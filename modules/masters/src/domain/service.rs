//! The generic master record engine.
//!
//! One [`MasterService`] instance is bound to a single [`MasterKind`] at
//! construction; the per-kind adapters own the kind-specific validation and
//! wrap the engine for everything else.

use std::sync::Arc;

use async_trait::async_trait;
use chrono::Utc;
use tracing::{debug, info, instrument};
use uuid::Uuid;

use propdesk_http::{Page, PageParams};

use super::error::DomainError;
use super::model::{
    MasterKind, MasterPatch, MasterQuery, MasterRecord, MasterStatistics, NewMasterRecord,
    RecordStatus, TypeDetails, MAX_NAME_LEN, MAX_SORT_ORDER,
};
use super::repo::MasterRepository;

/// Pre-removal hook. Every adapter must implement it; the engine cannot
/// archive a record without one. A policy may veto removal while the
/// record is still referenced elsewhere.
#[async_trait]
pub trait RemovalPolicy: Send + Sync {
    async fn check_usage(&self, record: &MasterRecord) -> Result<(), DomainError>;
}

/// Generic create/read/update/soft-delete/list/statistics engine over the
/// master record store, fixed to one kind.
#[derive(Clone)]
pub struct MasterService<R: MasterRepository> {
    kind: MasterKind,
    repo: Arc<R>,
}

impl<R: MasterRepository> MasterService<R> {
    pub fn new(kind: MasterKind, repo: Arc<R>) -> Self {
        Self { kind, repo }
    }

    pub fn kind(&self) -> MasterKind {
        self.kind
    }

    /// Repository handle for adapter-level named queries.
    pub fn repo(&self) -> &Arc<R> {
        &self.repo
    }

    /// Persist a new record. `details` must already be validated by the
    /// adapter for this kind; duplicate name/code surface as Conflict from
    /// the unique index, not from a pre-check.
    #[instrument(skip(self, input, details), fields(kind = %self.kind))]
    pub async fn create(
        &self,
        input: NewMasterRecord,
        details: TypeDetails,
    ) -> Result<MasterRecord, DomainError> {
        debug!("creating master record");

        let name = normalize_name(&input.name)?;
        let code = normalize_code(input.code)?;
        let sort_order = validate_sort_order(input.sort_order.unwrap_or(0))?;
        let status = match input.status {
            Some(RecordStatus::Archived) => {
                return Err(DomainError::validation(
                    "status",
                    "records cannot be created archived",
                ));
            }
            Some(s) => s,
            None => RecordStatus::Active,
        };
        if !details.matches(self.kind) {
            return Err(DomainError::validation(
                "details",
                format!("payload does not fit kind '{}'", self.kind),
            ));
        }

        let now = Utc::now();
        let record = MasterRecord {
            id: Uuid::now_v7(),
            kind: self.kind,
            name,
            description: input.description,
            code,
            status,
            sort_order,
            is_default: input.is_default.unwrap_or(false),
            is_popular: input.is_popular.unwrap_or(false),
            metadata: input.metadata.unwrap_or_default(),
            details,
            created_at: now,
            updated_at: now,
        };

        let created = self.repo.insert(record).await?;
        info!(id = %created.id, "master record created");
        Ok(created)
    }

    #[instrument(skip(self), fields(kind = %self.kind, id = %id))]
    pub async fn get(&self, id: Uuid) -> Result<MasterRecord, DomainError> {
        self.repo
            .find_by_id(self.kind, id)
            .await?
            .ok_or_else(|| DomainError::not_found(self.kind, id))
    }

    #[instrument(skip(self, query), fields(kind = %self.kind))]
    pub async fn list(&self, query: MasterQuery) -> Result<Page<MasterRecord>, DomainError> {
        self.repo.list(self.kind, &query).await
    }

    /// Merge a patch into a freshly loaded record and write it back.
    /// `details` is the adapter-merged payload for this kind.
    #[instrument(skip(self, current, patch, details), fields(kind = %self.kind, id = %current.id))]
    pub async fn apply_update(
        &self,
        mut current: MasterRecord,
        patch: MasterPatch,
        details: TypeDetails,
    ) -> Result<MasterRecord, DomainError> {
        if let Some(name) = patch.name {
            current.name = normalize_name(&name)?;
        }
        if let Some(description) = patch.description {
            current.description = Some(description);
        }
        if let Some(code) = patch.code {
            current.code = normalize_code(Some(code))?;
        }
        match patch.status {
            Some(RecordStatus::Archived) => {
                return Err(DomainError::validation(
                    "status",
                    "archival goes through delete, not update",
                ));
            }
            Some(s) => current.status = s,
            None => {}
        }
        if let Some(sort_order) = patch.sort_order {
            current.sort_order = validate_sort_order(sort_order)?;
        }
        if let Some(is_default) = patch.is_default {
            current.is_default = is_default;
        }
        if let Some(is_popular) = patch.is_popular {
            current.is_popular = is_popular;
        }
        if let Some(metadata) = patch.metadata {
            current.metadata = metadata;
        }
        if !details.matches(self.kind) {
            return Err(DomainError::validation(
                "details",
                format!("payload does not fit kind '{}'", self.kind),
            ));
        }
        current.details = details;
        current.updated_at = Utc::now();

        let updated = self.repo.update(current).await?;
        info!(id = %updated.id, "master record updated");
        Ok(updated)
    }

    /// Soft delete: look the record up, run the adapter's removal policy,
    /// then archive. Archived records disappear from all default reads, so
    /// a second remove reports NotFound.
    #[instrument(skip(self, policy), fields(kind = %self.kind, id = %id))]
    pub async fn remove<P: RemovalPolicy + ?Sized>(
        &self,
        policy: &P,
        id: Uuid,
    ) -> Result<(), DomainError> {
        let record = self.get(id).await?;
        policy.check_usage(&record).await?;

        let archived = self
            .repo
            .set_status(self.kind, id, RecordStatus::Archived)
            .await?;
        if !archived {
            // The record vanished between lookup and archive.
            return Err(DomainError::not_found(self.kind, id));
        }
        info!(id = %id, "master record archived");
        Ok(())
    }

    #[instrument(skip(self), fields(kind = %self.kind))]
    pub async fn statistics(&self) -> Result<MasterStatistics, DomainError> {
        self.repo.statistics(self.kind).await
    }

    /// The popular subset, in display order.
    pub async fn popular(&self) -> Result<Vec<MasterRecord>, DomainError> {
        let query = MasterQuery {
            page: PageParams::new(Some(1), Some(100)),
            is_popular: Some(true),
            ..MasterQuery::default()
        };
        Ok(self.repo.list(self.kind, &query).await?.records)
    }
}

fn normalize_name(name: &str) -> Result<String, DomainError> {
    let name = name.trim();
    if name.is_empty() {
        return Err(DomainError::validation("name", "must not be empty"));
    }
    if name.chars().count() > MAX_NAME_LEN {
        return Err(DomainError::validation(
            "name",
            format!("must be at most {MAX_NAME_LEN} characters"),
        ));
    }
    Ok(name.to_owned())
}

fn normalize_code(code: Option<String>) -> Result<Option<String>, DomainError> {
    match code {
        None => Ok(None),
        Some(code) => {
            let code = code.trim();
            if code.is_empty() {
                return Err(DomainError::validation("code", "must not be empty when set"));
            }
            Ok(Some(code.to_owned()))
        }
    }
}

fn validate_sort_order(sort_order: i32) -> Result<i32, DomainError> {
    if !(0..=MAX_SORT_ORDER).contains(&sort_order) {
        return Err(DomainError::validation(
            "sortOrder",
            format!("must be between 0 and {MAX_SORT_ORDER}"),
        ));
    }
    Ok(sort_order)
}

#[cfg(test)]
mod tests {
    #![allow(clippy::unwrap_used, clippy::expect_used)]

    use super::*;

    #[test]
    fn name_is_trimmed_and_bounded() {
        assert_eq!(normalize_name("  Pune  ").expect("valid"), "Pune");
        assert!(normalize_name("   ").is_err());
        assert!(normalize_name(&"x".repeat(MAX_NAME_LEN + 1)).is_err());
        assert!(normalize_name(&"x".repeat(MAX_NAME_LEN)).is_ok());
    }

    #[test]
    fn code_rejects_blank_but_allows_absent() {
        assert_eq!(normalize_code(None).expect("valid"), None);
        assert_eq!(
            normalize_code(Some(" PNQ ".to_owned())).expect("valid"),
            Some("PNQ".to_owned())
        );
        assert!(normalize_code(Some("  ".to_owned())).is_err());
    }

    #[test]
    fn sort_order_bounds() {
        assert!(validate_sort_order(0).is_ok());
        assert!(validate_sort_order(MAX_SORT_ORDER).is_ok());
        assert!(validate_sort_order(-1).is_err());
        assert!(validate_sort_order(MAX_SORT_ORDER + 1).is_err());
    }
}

• • •

## [WHAT TO WORK ON]
Return every line from the entries that holds the string "Uuid".

## [WRITTEN SOLUTION]
use uuid::Uuid;
            id: Uuid::now_v7(),
    pub async fn get(&self, id: Uuid) -> Result<MasterRecord, DomainError> {
        id: Uuid,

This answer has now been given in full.